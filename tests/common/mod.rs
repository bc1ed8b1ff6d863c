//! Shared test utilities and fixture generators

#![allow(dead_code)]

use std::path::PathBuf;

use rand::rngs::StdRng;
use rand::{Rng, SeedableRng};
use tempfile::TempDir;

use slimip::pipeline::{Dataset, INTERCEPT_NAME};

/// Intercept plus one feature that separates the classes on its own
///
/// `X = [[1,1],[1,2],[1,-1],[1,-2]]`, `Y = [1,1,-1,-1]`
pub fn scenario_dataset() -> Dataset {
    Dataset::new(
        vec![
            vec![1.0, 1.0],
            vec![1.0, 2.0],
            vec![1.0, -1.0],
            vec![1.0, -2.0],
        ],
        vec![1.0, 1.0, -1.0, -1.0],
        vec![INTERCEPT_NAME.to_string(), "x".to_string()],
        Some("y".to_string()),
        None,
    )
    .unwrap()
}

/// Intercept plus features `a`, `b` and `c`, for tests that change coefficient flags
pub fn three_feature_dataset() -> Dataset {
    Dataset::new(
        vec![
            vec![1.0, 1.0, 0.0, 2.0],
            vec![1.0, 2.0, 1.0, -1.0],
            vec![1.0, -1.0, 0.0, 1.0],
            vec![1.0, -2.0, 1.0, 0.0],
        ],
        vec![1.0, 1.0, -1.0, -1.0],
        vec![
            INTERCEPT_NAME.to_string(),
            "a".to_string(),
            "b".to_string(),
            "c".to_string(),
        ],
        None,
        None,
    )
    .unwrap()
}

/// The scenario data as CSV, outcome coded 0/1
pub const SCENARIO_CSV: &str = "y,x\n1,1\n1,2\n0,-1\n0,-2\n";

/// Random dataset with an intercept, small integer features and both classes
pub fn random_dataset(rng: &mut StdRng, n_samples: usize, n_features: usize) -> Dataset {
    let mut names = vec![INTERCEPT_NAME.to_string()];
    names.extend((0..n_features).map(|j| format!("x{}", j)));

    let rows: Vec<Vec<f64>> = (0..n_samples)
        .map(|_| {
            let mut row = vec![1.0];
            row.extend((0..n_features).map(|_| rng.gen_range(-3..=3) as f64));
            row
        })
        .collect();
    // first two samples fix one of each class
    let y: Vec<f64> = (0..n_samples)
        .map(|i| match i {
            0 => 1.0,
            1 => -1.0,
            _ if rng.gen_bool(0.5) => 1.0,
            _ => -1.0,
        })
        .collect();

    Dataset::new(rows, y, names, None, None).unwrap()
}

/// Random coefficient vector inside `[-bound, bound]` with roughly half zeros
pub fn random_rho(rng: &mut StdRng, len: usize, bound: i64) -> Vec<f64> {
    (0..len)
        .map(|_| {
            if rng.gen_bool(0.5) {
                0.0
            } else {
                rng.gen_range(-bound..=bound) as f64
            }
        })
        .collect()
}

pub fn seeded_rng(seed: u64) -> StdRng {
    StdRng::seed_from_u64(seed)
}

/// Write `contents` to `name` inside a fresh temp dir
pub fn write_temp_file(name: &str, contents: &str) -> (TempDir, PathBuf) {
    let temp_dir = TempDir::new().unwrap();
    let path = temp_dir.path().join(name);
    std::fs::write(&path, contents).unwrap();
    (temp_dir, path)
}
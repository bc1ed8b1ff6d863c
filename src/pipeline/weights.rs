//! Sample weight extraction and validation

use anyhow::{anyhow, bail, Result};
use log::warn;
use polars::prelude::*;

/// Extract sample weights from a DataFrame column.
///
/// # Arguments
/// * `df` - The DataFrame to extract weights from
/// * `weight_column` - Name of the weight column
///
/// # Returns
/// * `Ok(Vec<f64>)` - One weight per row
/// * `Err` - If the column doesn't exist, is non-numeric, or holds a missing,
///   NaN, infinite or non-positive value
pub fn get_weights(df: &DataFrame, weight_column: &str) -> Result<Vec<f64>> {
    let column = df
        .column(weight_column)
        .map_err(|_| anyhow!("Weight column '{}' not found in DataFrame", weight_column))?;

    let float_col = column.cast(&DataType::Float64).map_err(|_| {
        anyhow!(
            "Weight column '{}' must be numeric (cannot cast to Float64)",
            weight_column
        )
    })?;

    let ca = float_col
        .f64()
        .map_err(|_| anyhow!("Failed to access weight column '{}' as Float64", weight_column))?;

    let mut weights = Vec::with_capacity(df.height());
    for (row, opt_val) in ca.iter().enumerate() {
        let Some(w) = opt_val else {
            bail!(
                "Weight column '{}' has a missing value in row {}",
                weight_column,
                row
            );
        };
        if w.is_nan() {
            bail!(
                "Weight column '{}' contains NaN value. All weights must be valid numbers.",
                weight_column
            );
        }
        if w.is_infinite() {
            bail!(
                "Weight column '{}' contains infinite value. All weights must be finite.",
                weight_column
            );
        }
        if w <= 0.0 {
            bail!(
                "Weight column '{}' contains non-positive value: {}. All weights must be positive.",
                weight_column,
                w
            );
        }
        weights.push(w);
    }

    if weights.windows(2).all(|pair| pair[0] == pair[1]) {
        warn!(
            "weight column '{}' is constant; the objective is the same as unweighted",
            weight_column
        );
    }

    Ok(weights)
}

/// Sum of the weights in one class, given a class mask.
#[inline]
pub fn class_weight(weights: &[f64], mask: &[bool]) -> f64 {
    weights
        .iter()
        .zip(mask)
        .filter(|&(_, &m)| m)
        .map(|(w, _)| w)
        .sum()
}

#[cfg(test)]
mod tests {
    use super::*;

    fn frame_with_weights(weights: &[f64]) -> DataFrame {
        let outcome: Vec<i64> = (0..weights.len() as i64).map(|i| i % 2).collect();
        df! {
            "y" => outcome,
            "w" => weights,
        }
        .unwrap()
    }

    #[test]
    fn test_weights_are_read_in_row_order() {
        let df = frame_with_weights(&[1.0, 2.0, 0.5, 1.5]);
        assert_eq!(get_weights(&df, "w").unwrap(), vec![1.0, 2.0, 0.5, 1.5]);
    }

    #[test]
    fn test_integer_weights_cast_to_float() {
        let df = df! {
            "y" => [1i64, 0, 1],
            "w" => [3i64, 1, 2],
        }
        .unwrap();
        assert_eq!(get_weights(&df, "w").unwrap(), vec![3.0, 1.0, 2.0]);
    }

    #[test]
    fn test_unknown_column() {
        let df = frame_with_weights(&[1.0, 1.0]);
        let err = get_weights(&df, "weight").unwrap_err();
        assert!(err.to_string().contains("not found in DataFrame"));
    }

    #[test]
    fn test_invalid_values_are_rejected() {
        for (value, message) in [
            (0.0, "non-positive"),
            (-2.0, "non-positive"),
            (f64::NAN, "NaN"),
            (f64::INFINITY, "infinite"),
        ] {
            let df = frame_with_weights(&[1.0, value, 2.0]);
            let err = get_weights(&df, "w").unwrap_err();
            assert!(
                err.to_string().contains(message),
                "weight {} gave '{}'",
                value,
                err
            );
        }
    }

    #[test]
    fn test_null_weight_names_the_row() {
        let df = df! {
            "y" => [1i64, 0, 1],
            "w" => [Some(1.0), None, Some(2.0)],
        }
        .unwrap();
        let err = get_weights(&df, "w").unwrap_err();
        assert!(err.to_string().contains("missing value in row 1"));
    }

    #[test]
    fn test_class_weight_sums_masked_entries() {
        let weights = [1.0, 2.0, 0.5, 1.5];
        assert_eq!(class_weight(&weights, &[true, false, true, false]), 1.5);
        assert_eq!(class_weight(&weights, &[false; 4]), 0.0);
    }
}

Problem to solve - Nothing beyond the lines from the start of the entries through the line with "outcome coded 0/1" should appear. Repeat those lines exactly, both ends included.

Task solution -
filename tests/common/mod.rs
repository bc1ed8b1ff6d863c
//! Shared test utilities and fixture generators

#![allow(dead_code)]

use std::path::PathBuf;

use rand::rngs::StdRng;
use rand::{Rng, SeedableRng};
use tempfile::TempDir;

use slimip::pipeline::{Dataset, INTERCEPT_NAME};

/// Intercept plus one feature that separates the classes on its own
///
/// `X = [[1,1],[1,2],[1,-1],[1,-2]]`, `Y = [1,1,-1,-1]`
pub fn scenario_dataset() -> Dataset {
    Dataset::new(
        vec![
            vec![1.0, 1.0],
            vec![1.0, 2.0],
            vec![1.0, -1.0],
            vec![1.0, -2.0],
        ],
        vec![1.0, 1.0, -1.0, -1.0],
        vec![INTERCEPT_NAME.to_string(), "x".to_string()],
        Some("y".to_string()),
        None,
    )
    .unwrap()
}

/// Intercept plus features `a`, `b` and `c`, for tests that change coefficient flags
pub fn three_feature_dataset() -> Dataset {
    Dataset::new(
        vec![
            vec![1.0, 1.0, 0.0, 2.0],
            vec![1.0, 2.0, 1.0, -1.0],
            vec![1.0, -1.0, 0.0, 1.0],
            vec![1.0, -2.0, 1.0, 0.0],
        ],
        vec![1.0, 1.0, -1.0, -1.0],
        vec![
            INTERCEPT_NAME.to_string(),
            "a".to_string(),
            "b".to_string(),
            "c".to_string(),
        ],
        None,
        None,
    )
    .unwrap()
}

/// The scenario data as CSV, outcome coded 0/1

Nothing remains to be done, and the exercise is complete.